1. Tell me about working and living conditions in North and South Belgium 
and how they have changed over the past fifty years. 

2. Tell me about the changing shape of transport in Belgium. 

3. What advice would you give someone who wanted to invest a large amount of 
capital in Belgium? 

c) Timing 

The test takes ten minutes to administer to twenty-two students in the language 
laboratory.

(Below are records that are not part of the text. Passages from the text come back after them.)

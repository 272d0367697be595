//! The semantic analysis pipeline: toplevel collection, declaration
//! checking, body typing, bind checking, init planning and the main check,
//! each phase gated on the previous one being error-free.

pub mod attributes;
pub mod bind_check;
pub mod body;
pub mod capabilities;
pub mod classes;
pub mod declaration;
pub mod expression;
pub mod init_plan;
pub mod main_check;
pub mod modal;
pub mod pattern;
pub mod place;
pub mod resolve;
pub mod scope_context;
pub mod statement;
pub mod type_resolution;
pub mod visibility;

#[cfg(test)]
mod tests;

pub use init_plan::{InitGraph, InitPlan};
pub use scope_context::{Entity, EntityKind, EntitySource, ScopeContext, Sigma};
pub use statement::{FlowInfo, StmtTypeContext, TypeEnv};

use crate::ast::{AstModule, NodeId};
use crate::error::*;
use crate::project::Project;
use crate::types::Type;
use crate::utils::dedup_stream;
use std::collections::HashMap;

/// Everything the core produces for one run: the verdict, the ordered
/// diagnostic stream, the `expr -> type` map for codegen, and the init plan
/// when planning got far enough to run.
#[derive(Debug, Clone)]
pub struct TypecheckResult {
    pub ok: bool,
    pub diags: DiagnosticStream,
    pub expr_types: HashMap<NodeId, Type>,
    pub init_plan: Option<InitPlan>,
}

/// Runs the full pipeline over `modules`. The context's `expr_types` map is
/// swapped in fresh at entry and handed to the result at exit, so repeated
/// runs never observe each other.
pub fn typecheck_modules(
    ctx: &mut ScopeContext,
    modules: Vec<AstModule>,
    project: Option<&Project>,
) -> TypecheckResult {
    let mut warnings = vec![];
    let mut errors = vec![];

    let saved_expr_types = std::mem::replace(&mut ctx.expr_types, HashMap::new());
    ctx.sigma.mods = modules;

    let mut init_plan = None;

    // Phase 1: names and signatures.
    let collected = resolve::collect_toplevel(ctx)
        .settle(&mut warnings, &mut errors)
        .is_some();

    // Phase 2: declaration well-formedness.
    if collected && errors.is_empty() {
        let _ = declaration::check_module_decls(ctx).settle(&mut warnings, &mut errors);
    }

    // Phase 3: bodies.
    if errors.is_empty() {
        let _ = body::check_module_bodies(ctx).settle(&mut warnings, &mut errors);
    }

    // Phase 4: bind / borrow checking.
    if errors.is_empty() {
        let _ = body::bind_check_modules(ctx).settle(&mut warnings, &mut errors);
    }

    // Phase 5: init planning.
    if errors.is_empty() {
        init_plan = init_plan::build_init_plan(ctx).settle(&mut warnings, &mut errors);
    }

    // Phase 6: the main gate, for executables only.
    if errors.is_empty() {
        if let Some(project) = project {
            let _ = main_check::main_check_project(ctx, project).settle(&mut warnings, &mut errors);
        }
    }

    let errors = dedup_stream(errors);
    let warnings = dedup_stream(warnings);
    let mut diags: DiagnosticStream = errors.iter().map(CompileError::to_diagnostic).collect();
    diags.extend(warnings.iter().map(CompileWarning::to_diagnostic));

    let expr_types = std::mem::replace(&mut ctx.expr_types, saved_expr_types);

    TypecheckResult {
        ok: errors.is_empty(),
        diags,
        expr_types,
        init_plan,
    }
}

Scoring takes place at the examiners' convenience, each tape requiring 
approximately four minutes for correction. 

Any exam situation requires from examiners an acute awareness of the stress 
phenomena which may intervene to perturb student performance during examinations. 
Testing in language laboratories can aggravate the stress situation and if tests 
are to be at all valid students must be led to accept the machine-determined 
circumstances as natural and unimposing. 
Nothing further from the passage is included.